* Supplied information *

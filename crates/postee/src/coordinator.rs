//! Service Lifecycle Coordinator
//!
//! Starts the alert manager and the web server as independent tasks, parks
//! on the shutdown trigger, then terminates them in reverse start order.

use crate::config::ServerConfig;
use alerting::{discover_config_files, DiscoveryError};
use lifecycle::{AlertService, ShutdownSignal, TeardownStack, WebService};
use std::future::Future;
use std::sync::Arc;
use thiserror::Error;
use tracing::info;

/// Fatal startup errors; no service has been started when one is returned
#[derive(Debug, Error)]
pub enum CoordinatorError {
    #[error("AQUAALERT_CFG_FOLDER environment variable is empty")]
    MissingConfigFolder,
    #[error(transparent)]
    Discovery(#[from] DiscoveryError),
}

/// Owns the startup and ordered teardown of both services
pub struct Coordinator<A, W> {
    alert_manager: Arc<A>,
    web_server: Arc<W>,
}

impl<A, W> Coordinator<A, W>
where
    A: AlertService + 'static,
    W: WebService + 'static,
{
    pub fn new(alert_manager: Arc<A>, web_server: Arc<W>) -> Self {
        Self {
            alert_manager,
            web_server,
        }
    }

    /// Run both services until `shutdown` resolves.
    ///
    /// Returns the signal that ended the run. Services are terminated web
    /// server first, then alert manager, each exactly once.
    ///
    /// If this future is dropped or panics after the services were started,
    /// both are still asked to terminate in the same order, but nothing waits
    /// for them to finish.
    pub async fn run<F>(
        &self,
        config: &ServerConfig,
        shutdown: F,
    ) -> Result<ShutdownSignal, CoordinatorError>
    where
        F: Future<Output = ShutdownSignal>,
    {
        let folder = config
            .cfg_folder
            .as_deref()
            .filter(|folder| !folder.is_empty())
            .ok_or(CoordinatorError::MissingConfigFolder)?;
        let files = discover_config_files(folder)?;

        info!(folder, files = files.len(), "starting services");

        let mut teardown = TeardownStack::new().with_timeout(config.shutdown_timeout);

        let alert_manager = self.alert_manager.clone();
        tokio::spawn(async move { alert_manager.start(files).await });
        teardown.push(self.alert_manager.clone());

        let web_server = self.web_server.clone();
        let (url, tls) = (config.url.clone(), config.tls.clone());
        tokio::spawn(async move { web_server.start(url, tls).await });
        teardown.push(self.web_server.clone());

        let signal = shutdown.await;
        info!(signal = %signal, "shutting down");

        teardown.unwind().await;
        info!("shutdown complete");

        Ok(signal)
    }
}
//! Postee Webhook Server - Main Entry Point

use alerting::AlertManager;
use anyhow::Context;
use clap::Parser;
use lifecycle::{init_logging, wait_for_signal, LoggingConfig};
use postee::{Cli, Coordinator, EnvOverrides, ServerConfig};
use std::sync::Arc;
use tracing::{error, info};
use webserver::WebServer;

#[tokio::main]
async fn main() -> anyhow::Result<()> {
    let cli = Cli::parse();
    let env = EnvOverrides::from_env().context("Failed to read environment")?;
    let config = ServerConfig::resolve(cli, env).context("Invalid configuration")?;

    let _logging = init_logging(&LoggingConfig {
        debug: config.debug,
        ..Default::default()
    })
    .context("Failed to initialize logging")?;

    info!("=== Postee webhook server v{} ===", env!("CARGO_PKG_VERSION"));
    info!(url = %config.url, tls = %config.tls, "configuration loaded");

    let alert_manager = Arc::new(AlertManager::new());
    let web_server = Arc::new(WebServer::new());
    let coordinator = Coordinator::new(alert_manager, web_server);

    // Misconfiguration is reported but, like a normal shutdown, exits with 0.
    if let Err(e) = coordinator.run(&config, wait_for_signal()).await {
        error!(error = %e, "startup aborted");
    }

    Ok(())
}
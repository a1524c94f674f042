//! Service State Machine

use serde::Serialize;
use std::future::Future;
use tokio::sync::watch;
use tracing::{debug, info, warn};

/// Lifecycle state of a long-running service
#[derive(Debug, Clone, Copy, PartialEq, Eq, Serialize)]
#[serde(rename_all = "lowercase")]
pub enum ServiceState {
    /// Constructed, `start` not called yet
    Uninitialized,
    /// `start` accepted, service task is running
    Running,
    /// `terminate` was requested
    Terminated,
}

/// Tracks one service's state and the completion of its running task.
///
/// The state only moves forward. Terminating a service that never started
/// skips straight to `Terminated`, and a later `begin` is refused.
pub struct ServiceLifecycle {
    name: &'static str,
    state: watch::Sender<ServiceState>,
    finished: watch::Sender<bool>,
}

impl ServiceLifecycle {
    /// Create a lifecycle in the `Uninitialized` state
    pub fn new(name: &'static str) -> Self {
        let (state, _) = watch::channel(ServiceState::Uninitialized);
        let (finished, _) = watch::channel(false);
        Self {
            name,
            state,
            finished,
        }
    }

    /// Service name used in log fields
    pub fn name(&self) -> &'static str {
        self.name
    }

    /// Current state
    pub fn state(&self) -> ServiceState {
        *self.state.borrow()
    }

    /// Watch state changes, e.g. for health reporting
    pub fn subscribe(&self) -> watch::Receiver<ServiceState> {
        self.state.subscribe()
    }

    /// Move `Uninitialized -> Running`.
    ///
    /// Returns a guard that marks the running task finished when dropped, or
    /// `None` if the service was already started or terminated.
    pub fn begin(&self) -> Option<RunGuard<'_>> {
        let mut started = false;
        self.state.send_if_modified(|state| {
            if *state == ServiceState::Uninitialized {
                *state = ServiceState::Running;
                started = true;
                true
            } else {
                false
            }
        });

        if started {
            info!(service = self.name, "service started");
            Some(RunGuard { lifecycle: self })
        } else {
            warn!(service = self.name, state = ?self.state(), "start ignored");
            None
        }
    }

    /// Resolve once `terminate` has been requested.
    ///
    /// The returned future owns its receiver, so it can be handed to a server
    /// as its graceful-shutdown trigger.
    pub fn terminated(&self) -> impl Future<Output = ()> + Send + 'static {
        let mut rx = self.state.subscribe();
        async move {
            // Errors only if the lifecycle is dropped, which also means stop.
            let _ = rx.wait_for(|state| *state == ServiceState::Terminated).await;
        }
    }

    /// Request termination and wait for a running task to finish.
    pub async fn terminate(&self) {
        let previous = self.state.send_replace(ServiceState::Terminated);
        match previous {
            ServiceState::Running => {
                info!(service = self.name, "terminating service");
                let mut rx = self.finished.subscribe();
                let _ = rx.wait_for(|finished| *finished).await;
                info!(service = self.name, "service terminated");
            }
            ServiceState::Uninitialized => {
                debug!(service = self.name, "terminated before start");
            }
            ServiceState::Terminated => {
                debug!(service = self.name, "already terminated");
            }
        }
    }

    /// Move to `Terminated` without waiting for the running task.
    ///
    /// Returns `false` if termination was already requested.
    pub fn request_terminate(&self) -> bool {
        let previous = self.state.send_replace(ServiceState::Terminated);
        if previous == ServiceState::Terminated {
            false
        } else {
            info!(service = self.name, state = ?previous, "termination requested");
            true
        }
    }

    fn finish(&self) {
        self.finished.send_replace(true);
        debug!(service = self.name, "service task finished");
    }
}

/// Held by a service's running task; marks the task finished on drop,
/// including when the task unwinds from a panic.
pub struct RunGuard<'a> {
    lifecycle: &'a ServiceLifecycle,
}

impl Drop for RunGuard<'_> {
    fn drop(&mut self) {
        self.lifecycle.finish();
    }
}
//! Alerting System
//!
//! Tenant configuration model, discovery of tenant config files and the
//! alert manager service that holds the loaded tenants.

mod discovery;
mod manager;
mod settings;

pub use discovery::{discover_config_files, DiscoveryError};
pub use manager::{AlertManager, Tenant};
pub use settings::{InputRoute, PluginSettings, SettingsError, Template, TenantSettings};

* What is being asked *
Return the entries above exactly as they appear.

* Result of this exercise *
filename crates/postee/src/coordinator.rs
//! Service Lifecycle Coordinator
//!
//! Starts the alert manager and the web server as independent tasks, parks
//! on the shutdown trigger, then terminates them in reverse start order.

use crate::config::ServerConfig;
use alerting::{discover_config_files, DiscoveryError};
use lifecycle::{AlertService, ShutdownSignal, TeardownStack, WebService};
use std::future::Future;
use std::sync::Arc;
use thiserror::Error;
use tracing::info;

/// Fatal startup errors; no service has been started when one is returned
#[derive(Debug, Error)]
pub enum CoordinatorError {
    #[error("AQUAALERT_CFG_FOLDER environment variable is empty")]
    MissingConfigFolder,
    #[error(transparent)]
    Discovery(#[from] DiscoveryError),
}

/// Owns the startup and ordered teardown of both services
pub struct Coordinator<A, W> {
    alert_manager: Arc<A>,
    web_server: Arc<W>,
}

impl<A, W> Coordinator<A, W>
where
    A: AlertService + 'static,
    W: WebService + 'static,
{
    pub fn new(alert_manager: Arc<A>, web_server: Arc<W>) -> Self {
        Self {
            alert_manager,
            web_server,
        }
    }

    /// Run both services until `shutdown` resolves.
    ///
    /// Returns the signal that ended the run. Services are terminated web
    /// server first, then alert manager, each exactly once.
    ///
    /// If this future is dropped or panics after the services were started,
    /// both are still asked to terminate in the same order, but nothing waits
    /// for them to finish.
    pub async fn run<F>(
        &self,
        config: &ServerConfig,
        shutdown: F,
    ) -> Result<ShutdownSignal, CoordinatorError>
    where
        F: Future<Output = ShutdownSignal>,
    {
        let folder = config
            .cfg_folder
            .as_deref()
            .filter(|folder| !folder.is_empty())
            .ok_or(CoordinatorError::MissingConfigFolder)?;
        let files = discover_config_files(folder)?;

        info!(folder, files = files.len(), "starting services");

        let mut teardown = TeardownStack::new().with_timeout(config.shutdown_timeout);

        let alert_manager = self.alert_manager.clone();
        tokio::spawn(async move { alert_manager.start(files).await });
        teardown.push(self.alert_manager.clone());

        let web_server = self.web_server.clone();
        let (url, tls) = (config.url.clone(), config.tls.clone());
        tokio::spawn(async move { web_server.start(url, tls).await });
        teardown.push(self.web_server.clone());

        let signal = shutdown.await;
        info!(signal = %signal, "shutting down");

        teardown.unwind().await;
        info!("shutdown complete");

        Ok(signal)
    }
}
//! Postee Webhook Server - Main Entry Point

use alerting::AlertManager;
use anyhow::Context;
use clap::Parser;
use lifecycle::{init_logging, wait_for_signal, LoggingConfig};
use postee::{Cli, Coordinator, EnvOverrides, ServerConfig};
use std::sync::Arc;
use tracing::{error, info};
use webserver::WebServer;

#[tokio::main]
async fn main() -> anyhow::Result<()> {
    let cli = Cli::parse();
    let env = EnvOverrides::from_env().context("Failed to read environment")?;
    let config = ServerConfig::resolve(cli, env).context("Invalid configuration")?;

    let _logging = init_logging(&LoggingConfig {
        debug: config.debug,
        ..Default::default()
    })
    .context("Failed to initialize logging")?;

    info!("=== Postee webhook server v{} ===", env!("CARGO_PKG_VERSION"));
    info!(url = %config.url, tls = %config.tls, "configuration loaded");

    let alert_manager = Arc::new(AlertManager::new());
    let web_server = Arc::new(WebServer::new());
    let coordinator = Coordinator::new(alert_manager, web_server);

    // Misconfiguration is reported but, like a normal shutdown, exits with 0.
    if let Err(e) = coordinator.run(&config, wait_for_signal()).await {
        error!(error = %e, "startup aborted");
    }

    Ok(())
}
repository a1524c94f674f042
//! Service State Machine

use serde::Serialize;
use std::future::Future;
use tokio::sync::watch;
use tracing::{debug, info, warn};

/// Lifecycle state of a long-running service
#[derive(Debug, Clone, Copy, PartialEq, Eq, Serialize)]
#[serde(rename_all = "lowercase")]
pub enum ServiceState {
    /// Constructed, `start` not called yet
    Uninitialized,
    /// `start` accepted, service task is running
    Running,
    /// `terminate` was requested
    Terminated,
}

/// Tracks one service's state and the completion of its running task.
///
/// The state only moves forward. Terminating a service that never started
/// skips straight to `Terminated`, and a later `begin` is refused.
pub struct ServiceLifecycle {
    name: &'static str,
    state: watch::Sender<ServiceState>,
    finished: watch::Sender<bool>,
}

impl ServiceLifecycle {
    /// Create a lifecycle in the `Uninitialized` state
    pub fn new(name: &'static str) -> Self {
        let (state, _) = watch::channel(ServiceState::Uninitialized);
        let (finished, _) = watch::channel(false);
        Self {
            name,
            state,
            finished,
        }
    }

    /// Service name used in log fields
    pub fn name(&self) -> &'static str {
        self.name
    }

    /// Current state
    pub fn state(&self) -> ServiceState {
        *self.state.borrow()
    }

    /// Watch state changes, e.g. for health reporting
    pub fn subscribe(&self) -> watch::Receiver<ServiceState> {
        self.state.subscribe()
    }

    /// Move `Uninitialized -> Running`.
    ///
    /// Returns a guard that marks the running task finished when dropped, or
    /// `None` if the service was already started or terminated.
    pub fn begin(&self) -> Option<RunGuard<'_>> {
        let mut started = false;
        self.state.send_if_modified(|state| {
            if *state == ServiceState::Uninitialized {
                *state = ServiceState::Running;
                started = true;
                true
            } else {
                false
            }
        });

        if started {
            info!(service = self.name, "service started");
            Some(RunGuard { lifecycle: self })
        } else {
            warn!(service = self.name, state = ?self.state(), "start ignored");
            None
        }
    }

    /// Resolve once `terminate` has been requested.
    ///
    /// The returned future owns its receiver, so it can be handed to a server
    /// as its graceful-shutdown trigger.
    pub fn terminated(&self) -> impl Future<Output = ()> + Send + 'static {
        let mut rx = self.state.subscribe();
        async move {
            // Errors only if the lifecycle is dropped, which also means stop.
            let _ = rx.wait_for(|state| *state == ServiceState::Terminated).await;
        }
    }

    /// Request termination and wait for a running task to finish.
    pub async fn terminate(&self) {
        let previous = self.state.send_replace(ServiceState::Terminated);
        match previous {
            ServiceState::Running => {
                info!(service = self.name, "terminating service");
                let mut rx = self.finished.subscribe();
                let _ = rx.wait_for(|finished| *finished).await;
                info!(service = self.name, "service terminated");
            }
            ServiceState::Uninitialized => {
                debug!(service = self.name, "terminated before start");
            }
            ServiceState::Terminated => {
                debug!(service = self.name, "already terminated");
            }
        }
    }

    /// Move to `Terminated` without waiting for the running task.
    ///
    /// Returns `false` if termination was already requested.
    pub fn request_terminate(&self) -> bool {
        let previous = self.state.send_replace(ServiceState::Terminated);
        if previous == ServiceState::Terminated {
            false
        } else {
            info!(service = self.name, state = ?previous, "termination requested");
            true
        }
    }

    fn finish(&self) {
        self.finished.send_replace(true);
        debug!(service = self.name, "service task finished");
    }
}

/// Held by a service's running task; marks the task finished on drop,
/// including when the task unwinds from a panic.
pub struct RunGuard<'a> {
    lifecycle: &'a ServiceLifecycle,
}

impl Drop for RunGuard<'_> {
    fn drop(&mut self) {
        self.lifecycle.finish();
    }
}
//! Alerting System
//!
//! Tenant configuration model, discovery of tenant config files and the
//! alert manager service that holds the loaded tenants.

mod discovery;
mod manager;
mod settings;

pub use discovery::{discover_config_files, DiscoveryError};
pub use manager::{AlertManager, Tenant};
pub use settings::{InputRoute, PluginSettings, SettingsError, Template, TenantSettings};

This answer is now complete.